Task goal
The answer is the set of lines that include "WriteOutcome", copied from the data below.

Recorded data
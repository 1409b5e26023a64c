//! The conversion entry point.

use std::collections::HashMap;
use std::path::Path;

use tracing::debug;

use crate::collector::collect;
use crate::config::ConverterConfig;
use crate::emitter::Emitter;
use crate::error::{ConvertResult, WriteError};
use crate::registry::{TypeMapping, TypeRegistry};
use crate::resolver::{FieldResolver, TypeOverride};
use crate::schema::Schema;
use crate::traits::TsRecord;
use crate::types::{TypeDescriptor, TypeIdentity};
use crate::writer::{OutputWriter, WriteOutcome, read_custom_code};

/// Accumulates root types and configuration, and renders them as TypeScript
/// classes.
///
/// Every call to [`convert`](Converter::convert) runs the whole pipeline from
/// the registered roots; nothing is cached between calls.
///
/// # Example
///
/// ```
/// use typescriptify::{Converter, FieldDescriptor, FieldKind, TypeDescriptor};
///
/// let mut converter = Converter::new();
/// converter.set_create_from(false).add_type(
///     TypeDescriptor::new("app::Dummy", "Dummy")
///         .field(FieldDescriptor::new("Something", FieldKind::String).json("something")),
/// );
///
/// let code = converter.convert().unwrap();
/// assert_eq!(code, "export class Dummy {\n    something: string;\n}\n");
/// ```
#[derive(Debug, Clone, Default)]
pub struct Converter {
    schema: Schema,
    roots: Vec<TypeIdentity>,
    managed: HashMap<TypeIdentity, TypeOverride>,
    config: ConverterConfig,

    /// Rust path mappings used when extracting types from source.
    pub(crate) registry: TypeRegistry,
}

impl Converter {
    pub fn new() -> Self {
        Self::default()
    }

    pub fn with_config(config: ConverterConfig) -> Self {
        Self {
            config,
            ..Self::default()
        }
    }

    pub fn config(&self) -> &ConverterConfig {
        &self.config
    }

    pub fn config_mut(&mut self) -> &mut ConverterConfig {
        &mut self.config
    }

    pub fn schema(&self) -> &Schema {
        &self.schema
    }

    /// Registered roots, in registration order and including duplicates.
    pub fn roots(&self) -> &[TypeIdentity] {
        &self.roots
    }

    /// Register `T` as a root, together with every record type it refers to.
    pub fn add<T: TsRecord>(&mut self) -> &mut Self {
        T::visit(&mut self.schema);
        self.roots.push(T::identity());
        self
    }

    /// Register the type of `sample` as a root. Only the type is used.
    pub fn add_value<T: TsRecord>(&mut self, _sample: &T) -> &mut Self {
        self.add::<T>()
    }

    /// Register a hand-built descriptor as a root.
    ///
    /// Record types it refers to must be registered with
    /// [`define`](Converter::define) or as roots themselves.
    pub fn add_type(&mut self, descriptor: TypeDescriptor) -> &mut Self {
        self.roots.push(descriptor.identity.clone());
        self.schema.insert(descriptor);
        self
    }

    /// Make a descriptor available for references without registering it as
    /// a root.
    pub fn define(&mut self, descriptor: TypeDescriptor) -> &mut Self {
        self.schema.insert(descriptor);
        self
    }

    /// Map every occurrence of a record type to a fixed TypeScript type.
    pub fn manage_type(
        &mut self,
        identity: impl Into<TypeIdentity>,
        mapping: TypeOverride,
    ) -> &mut Self {
        self.managed.insert(identity.into(), mapping);
        self
    }

    /// Teach the source extractor a fully-qualified Rust path.
    pub fn register_type(&mut self, path: impl Into<String>, mapping: TypeMapping) -> &mut Self {
        self.registry.register(path, mapping);
        self
    }

    pub fn unregister_type(&mut self, path: &str) -> Option<TypeMapping> {
        self.registry.unregister(path)
    }

    pub fn set_prefix(&mut self, prefix: impl Into<String>) -> &mut Self {
        self.config.prefix = prefix.into();
        self
    }

    pub fn set_export(&mut self, export: bool) -> &mut Self {
        self.config.export = export;
        self
    }

    pub fn set_create_from(&mut self, create_from: bool) -> &mut Self {
        self.config.create_from = create_from;
        self
    }

    pub fn set_indent(&mut self, indent: impl Into<String>) -> &mut Self {
        self.config.indent = indent.into();
        self
    }

    pub fn set_prologue(&mut self, prologue: impl Into<String>) -> &mut Self {
        self.config.prologue = Some(prologue.into());
        self
    }

    pub fn set_epilogue(&mut self, epilogue: impl Into<String>) -> &mut Self {
        self.config.epilogue = Some(epilogue.into());
        self
    }

    pub fn set_optional_omitempty(&mut self, enabled: bool) -> &mut Self {
        self.config.optional_omitempty = enabled;
        self
    }

    /// Render every type reachable from the roots.
    pub fn convert(&self) -> ConvertResult<String> {
        self.render(None)
    }

    /// Like [`convert`](Converter::convert), with a custom code block in every
    /// class, filled from `custom_code` by emitted class name.
    pub fn convert_with_custom_code(
        &self,
        custom_code: &HashMap<String, String>,
    ) -> ConvertResult<String> {
        self.render(Some(custom_code))
    }

    /// Convert and write the result to `path` as configured in
    /// [`OutputConfig`](crate::OutputConfig).
    pub fn convert_to_file(&self, path: impl AsRef<Path>) -> Result<WriteOutcome, WriteError> {
        let path = path.as_ref();
        let code = if self.config.output.preserve_custom_code {
            self.convert_with_custom_code(&read_custom_code(path)?)?
        } else {
            self.convert()?
        };
        OutputWriter::from_config(&self.config.output).write(path, &code)
    }

    fn render(&self, custom_code: Option<&HashMap<String, String>>) -> ConvertResult<String> {
        debug!(roots = self.roots.len(), types = self.schema.len(), "converting");

        let resolver = FieldResolver::new(&self.schema, &self.config.prefix, &self.managed);
        let order = collect(&resolver, &self.roots)?;

        let mut emitter = Emitter::new(&self.config);
        if let Some(custom_code) = custom_code {
            emitter = emitter.with_custom_code(custom_code);
        }

        let mut blocks = Vec::with_capacity(order.len());
        for &descriptor in &order {
            let mut fields = Vec::new();
            for slot in resolver.expand(descriptor)? {
                if let Some(field) = resolver.resolve(&slot)? {
                    fields.push(field);
                }
            }
            blocks.push(emitter.render(&resolver.class_name(descriptor), &fields));
        }

        let mut sections = Vec::new();
        if let Some(prologue) = self.config.prologue.as_deref().map(str::trim_end)
            && !prologue.is_empty()
        {
            sections.push(prologue.to_string());
        }
        if !blocks.is_empty() {
            sections.push(blocks.join("\n\n"));
        }
        if let Some(epilogue) = self.config.epilogue.as_deref().map(str::trim_end)
            && !epilogue.is_empty()
        {
            sections.push(epilogue.to_string());
        }

        let mut output = sections.join("\n\n");
        if !output.is_empty() {
            output.push('\n');
        }

        debug!(classes = order.len(), bytes = output.len(), "converted");
        Ok(output)
    }
}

Task answer
use crate::writer::{OutputWriter, WriteOutcome, read_custom_code};
    pub fn convert_to_file(&self, path: impl AsRef<Path>) -> Result<WriteOutcome, WriteError> {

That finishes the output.